The morning begins chilly and misty, but by midday it is roasting hot, and wearing my sarong for trekking seems to be the best way to stay cool and comfortable.
We trek through tea and coffee plantations. Slash and burn farming methods are still being used.
Tea is a very popular cash crop and it also helps to prevent soil erosion, very important when growing crops on such hilly and exposed terrain. Decades ago, this was a prime location for growing opium poppy.
We meet mainly Palaung tribe people living in the villages and working the land. In one longhouse, they are drying tobacco leaves to roll into cheroots, small cigars that, despite their sharp acrid smell, are quite mild tasting.
In another longhouse, a family celebration in going on, attended by all the women and children. The women wear brightly coloured headdresses made from different coloured strands wrapped around their heads, like turbans.
The bright red, yellow, green, orange, blue and pink strands perfectly complement their bright green, purple or blue jackets and sarongs.
Some of the elders wear silver or bamboo bands around their waists, said to ward off evil spirits.
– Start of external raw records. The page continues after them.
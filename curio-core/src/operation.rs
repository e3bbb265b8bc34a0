use crate::id::CurioAddress;
use crate::locks::AccessIntent;
use crate::plugins::{Plugin, PluginKind};
use serde::{Deserialize, Serialize};
use sha2::{Digest, Sha256};

/// Operation token: identifies one dispatched operation for lock ownership
/// and receipt lookup (32-byte hash)
pub type OpToken = [u8; 32];

/// The operation class the authorization engine rules on
#[derive(Debug, Clone, Copy, PartialEq, Eq, Serialize, Deserialize)]
pub enum OperationKind {
    Create,
    Transfer,
    Burn,
    UpdateMetadata,
    PluginMutate,
}

/// A requested state transition against the store.
///
/// Each variant knows which records it touches and with what intent; the
/// dispatcher acquires locks in exactly that order. Cross-record
/// operations list the collection before the asset so concurrent
/// operations never acquire in opposite orders.
#[derive(Debug, Clone, Serialize, Deserialize)]
pub enum Operation {
    CreateCollection {
        address: CurioAddress,
        name: String,
        uri: String,
        update_authority: CurioAddress,
        plugins: Vec<Plugin>,
        max_supply: Option<u32>,
    },
    CreateAsset {
        address: CurioAddress,
        name: String,
        uri: String,
        owner: CurioAddress,
        update_authority: Option<CurioAddress>,
        collection: Option<CurioAddress>,
        plugins: Vec<Plugin>,
    },
    CreateEdition {
        address: CurioAddress,
        master: CurioAddress,
        name: String,
        uri: String,
        owner: CurioAddress,
    },
    Transfer {
        asset: CurioAddress,
        new_owner: CurioAddress,
        caller: CurioAddress,
    },
    Burn {
        asset: CurioAddress,
        caller: CurioAddress,
    },
    UpdateMetadata {
        asset: CurioAddress,
        name: String,
        uri: String,
        caller: CurioAddress,
    },
    AddPlugin {
        target: CurioAddress,
        plugin: Plugin,
        caller: CurioAddress,
    },
    UpdatePlugin {
        target: CurioAddress,
        plugin: Plugin,
        caller: CurioAddress,
    },
    RemovePlugin {
        target: CurioAddress,
        kind: PluginKind,
        caller: CurioAddress,
    },
}

impl Operation {
    pub fn kind(&self) -> OperationKind {
        match self {
            Operation::CreateCollection { .. }
            | Operation::CreateAsset { .. }
            | Operation::CreateEdition { .. } => OperationKind::Create,
            Operation::Transfer { .. } => OperationKind::Transfer,
            Operation::Burn { .. } => OperationKind::Burn,
            Operation::UpdateMetadata { .. } => OperationKind::UpdateMetadata,
            Operation::AddPlugin { .. }
            | Operation::UpdatePlugin { .. }
            | Operation::RemovePlugin { .. } => OperationKind::PluginMutate,
        }
    }

    /// The records this operation touches and how, in canonical lock
    /// acquisition order (collection before asset).
    ///
    /// Snapshot reads of a parent collection during transfer/burn
    /// authorization take no lock; only written records appear here with
    /// Write intent.
    pub fn record_intents(&self) -> Vec<(CurioAddress, AccessIntent)> {
        match self {
            Operation::CreateCollection { address, .. } => {
                vec![(*address, AccessIntent::Write)]
            }
            Operation::CreateAsset {
                address, collection, ..
            } => {
                let mut intents = Vec::new();
                if let Some(collection) = collection {
                    intents.push((*collection, AccessIntent::Read));
                }
                intents.push((*address, AccessIntent::Write));
                intents
            }
            Operation::CreateEdition {
                address, master, ..
            } => {
                // The master's print counter advances, so it is written
                vec![(*master, AccessIntent::Write), (*address, AccessIntent::Write)]
            }
            Operation::Transfer { asset, .. } => vec![(*asset, AccessIntent::Write)],
            Operation::Burn { asset, .. } => vec![(*asset, AccessIntent::Write)],
            Operation::UpdateMetadata { asset, .. } => vec![(*asset, AccessIntent::Write)],
            Operation::AddPlugin { target, .. }
            | Operation::UpdatePlugin { target, .. }
            | Operation::RemovePlugin { target, .. } => vec![(*target, AccessIntent::Write)],
        }
    }

    /// Derive the operation token: SHA-256 over the bincode encoding plus a
    /// per-dispatch nonce, so two identical requests still hold distinct
    /// locks.
    pub fn token(&self, nonce: u64) -> OpToken {
        let mut hasher = Sha256::new();
        hasher.update(b"CURIO_Op");
        // Operations are plain owned data; encoding cannot fail
        let bytes = bincode::serialize(self).expect("operation encoding");
        hasher.update(&bytes);
        hasher.update(nonce.to_le_bytes());
        hasher.finalize().into()
    }
}
use crate::oracle::{OracleEvaluator, OracleVerdict};
use curio_core::error::CurioError;
use curio_core::id::CurioAddress;
use curio_core::operation::OperationKind;
use curio_core::plugins::{LifecycleEvent, Plugin, PluginRuling};
use curio_core::records::{AssetRecord, CollectionRecord};
use log::debug;

/// The single authorization decision point for asset operations.
///
/// Evaluation order is fixed and enforced here, nowhere else:
///
/// 1. freeze veto — unconditional, owner included
/// 2. oracle checks — a rejection overrides owner consent
/// 3. delegate grants — permit without an owner/authority match
/// 4. owner (transfer/burn) or effective update authority (mutations)
///
/// Plugins attached to the parent collection participate for every asset
/// inside it. Deny reasons name the vetoing plugin or oracle.
pub fn authorize_asset_op(
    op: OperationKind,
    asset: &AssetRecord,
    collection: Option<&CollectionRecord>,
    caller: &CurioAddress,
    oracle: &dyn OracleEvaluator,
) -> Result<(), CurioError> {
    match op {
        OperationKind::Create => Ok(()),
        OperationKind::Transfer | OperationKind::Burn => {
            let event = match op {
                OperationKind::Transfer => LifecycleEvent::Transfer,
                _ => LifecycleEvent::Burn,
            };

            // 1. Unconditional vetoes first: a frozen asset stays put no
            // matter who asks.
            for plugin in attached_plugins(asset, collection) {
                if let PluginRuling::Deny(reason) = plugin.ruling(op, caller) {
                    debug!("{} denied on {}: {}", describe(op), asset.address, reason);
                    return Err(CurioError::Unauthorized(reason.to_string()));
                }
            }

            // 2. Oracle checks next, so a cooperative owner cannot bypass
            // an external rule.
            check_oracles(event, asset, collection, oracle)?;

            // 3. Delegate grants.
            for plugin in attached_plugins(asset, collection) {
                if plugin.ruling(op, caller) == PluginRuling::Permit {
                    debug!(
                        "{} on {} granted to delegate {}",
                        describe(op),
                        asset.address,
                        caller
                    );
                    return Ok(());
                }
            }

            // 4. Fall back to the owner.
            if caller == &asset.owner {
                Ok(())
            } else {
                Err(CurioError::Unauthorized(format!(
                    "caller {} is neither the owner nor a {} delegate",
                    caller,
                    describe(op)
                )))
            }
        }
        OperationKind::UpdateMetadata | OperationKind::PluginMutate => {
            check_oracles(LifecycleEvent::Update, asset, collection, oracle)?;

            // Collection-governed assets inherit the collection's authority.
            let effective = match collection {
                Some(coll) => Some(coll.update_authority),
                None => asset.update_authority,
            };
            match effective {
                Some(authority) if &authority == caller => Ok(()),
                Some(_) => Err(CurioError::Unauthorized(format!(
                    "caller {} does not hold the update authority",
                    caller
                ))),
                None => Err(CurioError::Unauthorized(
                    "asset has no update authority and is immutable".to_string(),
                )),
            }
        }
    }
}

/// Authorization for operations on a collection record itself: only the
/// collection's update authority mutates it.
pub fn authorize_collection_op(
    collection: &CollectionRecord,
    caller: &CurioAddress,
) -> Result<(), CurioError> {
    if caller == &collection.update_authority {
        Ok(())
    } else {
        Err(CurioError::Unauthorized(format!(
            "caller {} does not hold the collection's update authority",
            caller
        )))
    }
}

fn attached_plugins<'a>(
    asset: &'a AssetRecord,
    collection: Option<&'a CollectionRecord>,
) -> impl Iterator<Item = &'a Plugin> {
    asset
        .plugins
        .iter()
        .chain(collection.into_iter().flat_map(|c| c.plugins.iter()))
}

fn check_oracles(
    event: LifecycleEvent,
    asset: &AssetRecord,
    collection: Option<&CollectionRecord>,
    oracle: &dyn OracleEvaluator,
) -> Result<(), CurioError> {
    let configs = asset.plugins.oracles_for(event).chain(
        collection
            .into_iter()
            .flat_map(move |c| c.plugins.oracles_for(event)),
    );
    for config in configs {
        if oracle.evaluate(&config.base_address, event, &asset.address)? == OracleVerdict::Reject {
            return Err(CurioError::Unauthorized(format!(
                "oracle {} rejected {:?}",
                config.base_address, event
            )));
        }
    }
    Ok(())
}

fn describe(op: OperationKind) -> &'static str {
    match op {
        OperationKind::Create => "create",
        OperationKind::Transfer => "transfer",
        OperationKind::Burn => "burn",
        OperationKind::UpdateMetadata => "update",
        OperationKind::PluginMutate => "plugin mutation",
    }
}

#[cfg(test)]
mod tests {
    use super::*;
    use crate::oracle::TableOracle;
    use curio_core::plugins::OracleConfig;

    fn addr(byte: u8) -> CurioAddress {
        CurioAddress::new([byte; 32])
    }

    fn plain_asset(owner: CurioAddress, plugins: Vec<Plugin>) -> AssetRecord {
        AssetRecord::new(
            addr(10),
            "Asset".to_string(),
            "uri".to_string(),
            owner,
            None,
            None,
            plugins,
        )
        .unwrap()
    }

    fn governed_asset(owner: CurioAddress, collection: CurioAddress) -> AssetRecord {
        AssetRecord::new(
            addr(10),
            "Asset".to_string(),
            "uri".to_string(),
            owner,
            None,
            Some(collection),
            vec![],
        )
        .unwrap()
    }

    fn collection(authority: CurioAddress, plugins: Vec<Plugin>) -> CollectionRecord {
        CollectionRecord::new(
            addr(20),
            "Collection".to_string(),
            "uri".to_string(),
            authority,
            plugins,
        )
        .unwrap()
    }

    #[test]
    fn test_owner_transfers_unencumbered_asset() {
        let owner = addr(1);
        let asset = plain_asset(owner, vec![]);
        let oracle = TableOracle::new();
        assert!(
            authorize_asset_op(OperationKind::Transfer, &asset, None, &owner, &oracle).is_ok()
        );
    }

    #[test]
    fn test_stranger_cannot_transfer() {
        let asset = plain_asset(addr(1), vec![]);
        let oracle = TableOracle::new();
        let err =
            authorize_asset_op(OperationKind::Transfer, &asset, None, &addr(2), &oracle)
                .unwrap_err();
        assert!(matches!(err, CurioError::Unauthorized(_)));
    }

    #[test]
    fn test_permanent_freeze_vetoes_owner() {
        let owner = addr(1);
        let asset = plain_asset(owner, vec![Plugin::PermanentFreezeDelegate { frozen: true }]);
        let oracle = TableOracle::new();

        for op in [OperationKind::Transfer, OperationKind::Burn] {
            let err = authorize_asset_op(op, &asset, None, &owner, &oracle).unwrap_err();
            match err {
                CurioError::Unauthorized(reason) => {
                    assert!(reason.contains("PermanentFreezeDelegate"))
                }
                other => panic!("expected Unauthorized, got {:?}", other),
            }
        }
    }

    #[test]
    fn test_collection_freeze_gates_member_assets() {
        let owner = addr(1);
        let coll = collection(
            addr(3),
            vec![Plugin::PermanentFreezeDelegate { frozen: true }],
        );
        let asset = governed_asset(owner, coll.address);
        let oracle = TableOracle::new();

        let err = authorize_asset_op(
            OperationKind::Transfer,
            &asset,
            Some(&coll),
            &owner,
            &oracle,
        )
        .unwrap_err();
        assert!(matches!(err, CurioError::Unauthorized(_)));
    }

    #[test]
    fn test_freeze_veto_beats_delegate_grant() {
        let delegate = addr(5);
        let asset = plain_asset(
            addr(1),
            vec![
                Plugin::PermanentTransferDelegate { delegate },
                Plugin::PermanentFreezeDelegate { frozen: true },
            ],
        );
        let oracle = TableOracle::new();

        // Even the permanent delegate cannot move a frozen asset
        let err = authorize_asset_op(OperationKind::Transfer, &asset, None, &delegate, &oracle)
            .unwrap_err();
        assert!(matches!(err, CurioError::Unauthorized(_)));
    }

    #[test]
    fn test_permanent_transfer_delegate_overrides_owner_mismatch() {
        let delegate = addr(5);
        let asset = plain_asset(addr(1), vec![Plugin::PermanentTransferDelegate { delegate }]);
        let oracle = TableOracle::new();

        assert!(authorize_asset_op(OperationKind::Transfer, &asset, None, &delegate, &oracle)
            .is_ok());
        // The delegate holds transfer rights, not burn rights
        let err = authorize_asset_op(OperationKind::Burn, &asset, None, &delegate, &oracle)
            .unwrap_err();
        assert!(matches!(err, CurioError::Unauthorized(_)));
    }

    #[test]
    fn test_permanent_burn_delegate_burns_without_ownership() {
        let delegate = addr(5);
        let asset = plain_asset(addr(1), vec![Plugin::PermanentBurnDelegate { delegate }]);
        let oracle = TableOracle::new();
        assert!(authorize_asset_op(OperationKind::Burn, &asset, None, &delegate, &oracle).is_ok());
    }

    #[test]
    fn test_oracle_rejection_overrides_owner_consent() {
        let owner = addr(1);
        let oracle_account = addr(7);
        let asset = plain_asset(
            owner,
            vec![Plugin::Oracle(OracleConfig {
                base_address: oracle_account,
                checks: vec![LifecycleEvent::Transfer],
            })],
        );

        let oracle = TableOracle::new();
        oracle.set(oracle_account, LifecycleEvent::Transfer, OracleVerdict::Reject);

        let err = authorize_asset_op(OperationKind::Transfer, &asset, None, &owner, &oracle)
            .unwrap_err();
        match err {
            CurioError::Unauthorized(reason) => assert!(reason.contains("oracle")),
            other => panic!("expected Unauthorized, got {:?}", other),
        }

        // The oracle only gates the events it registered for
        assert!(authorize_asset_op(OperationKind::Burn, &asset, None, &owner, &oracle).is_ok());
    }

    #[test]
    fn test_update_requires_effective_authority() {
        let authority = addr(3);
        let coll = collection(authority, vec![]);
        let asset = governed_asset(addr(1), coll.address);
        let oracle = TableOracle::new();

        // The collection's authority governs its assets
        assert!(authorize_asset_op(
            OperationKind::UpdateMetadata,
            &asset,
            Some(&coll),
            &authority,
            &oracle
        )
        .is_ok());

        // The owner is not the authority here
        let err = authorize_asset_op(
            OperationKind::UpdateMetadata,
            &asset,
            Some(&coll),
            &addr(1),
            &oracle,
        )
        .unwrap_err();
        assert!(matches!(err, CurioError::Unauthorized(_)));
    }

    #[test]
    fn test_asset_without_authority_is_immutable() {
        let asset = plain_asset(addr(1), vec![]);
        let oracle = TableOracle::new();
        let err = authorize_asset_op(OperationKind::UpdateMetadata, &asset, None, &addr(1), &oracle)
            .unwrap_err();
        match err {
            CurioError::Unauthorized(reason) => assert!(reason.contains("immutable")),
            other => panic!("expected Unauthorized, got {:?}", other),
        }
    }

    #[test]
    fn test_collection_op_requires_collection_authority() {
        let coll = collection(addr(3), vec![]);
        assert!(authorize_collection_op(&coll, &addr(3)).is_ok());
        assert!(matches!(
            authorize_collection_op(&coll, &addr(4)),
            Err(CurioError::Unauthorized(_))
        ));
    }
}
We move to the next village. I’m trekking up a steep path when I hear a loud commotion coming from around the corner. Two blurs of red pass by me at high speed.
All I can hear is boys laughing away, as I pick myself up from the ground, brushing off the dust. Go-karting novice monks! Two go-karts racing one another have narrowly missed me. I always carry sweets in my backpack for occasions like this and within a few minutes, I am invited to race with them.
I’m too heavy to sit on their wooden go-karts but I can still try and outrun them. What fun!
On the way back to the guesthouse we meet some Pa-o women, walking home from the market. Their dress is less colourful and more conservative, consisting of black and dark indigo loose-fitting blouses and trousers or sarongs. Their headdresses, however, are often made from very bright chequered orange cloth.
Like many women and children in Myanmar, they are wearing thanaka on their faces. The whitish-yellow paste is made from tree bark. It acts like a sunblock but is also applied in patterns on the face. A circular patch on each cheek and a stripe on the nose seem to be the most fashionable marking.
Inle Lake, my next stop, is 50km away from Kalaw. But I chose not to do the three-day, two-night trek.
For those who want to, it is possible to arrange for your heavier luggage sent ahead by road, so that you only carry the necessary trekking gear on your back.
After five days enjoying the cool hill station’s evening breezes, Nepali food and exploring the neighbouring villages, it is time to move on.
If I had thought the hairpin bends going uphill were dangerous, going downhill is giving me a few more grey hair and I am wishing I had trekked on to Inle Lake instead.
FAST FACTS
When To Go
Yangon is coolest between November and February. December and January are mostly dry and sunny. Temperatures rise in March and April, and in May it can become hot and sticky. August and September are the hottest months of the year.
How To Get There
Direct flights with Malaysia Airlines and AirAsia are about RM500, depending on the advance booking period and the time of year. Flight time is only 2.5 hours.
Where To Stay
Check www.asiarooms.com and www.agoda.com for all budgets.
Must-Brings
Mint condition US dollar notes. If they are marked, folded or dirty they risk being rejected by local vendors and hotels. Do not assume credit cards will be accepted or that the ATM will work.
Boiled sweets, pencils and small drawing books are ideal gifts for children you meet along the way, especially in the villages of Shan State.
Paracetamol is a sought-after medicine, given its high price locally. But if you do share your medical supplies while trekking, please ensure the recipient is made aware of the safe dosage level.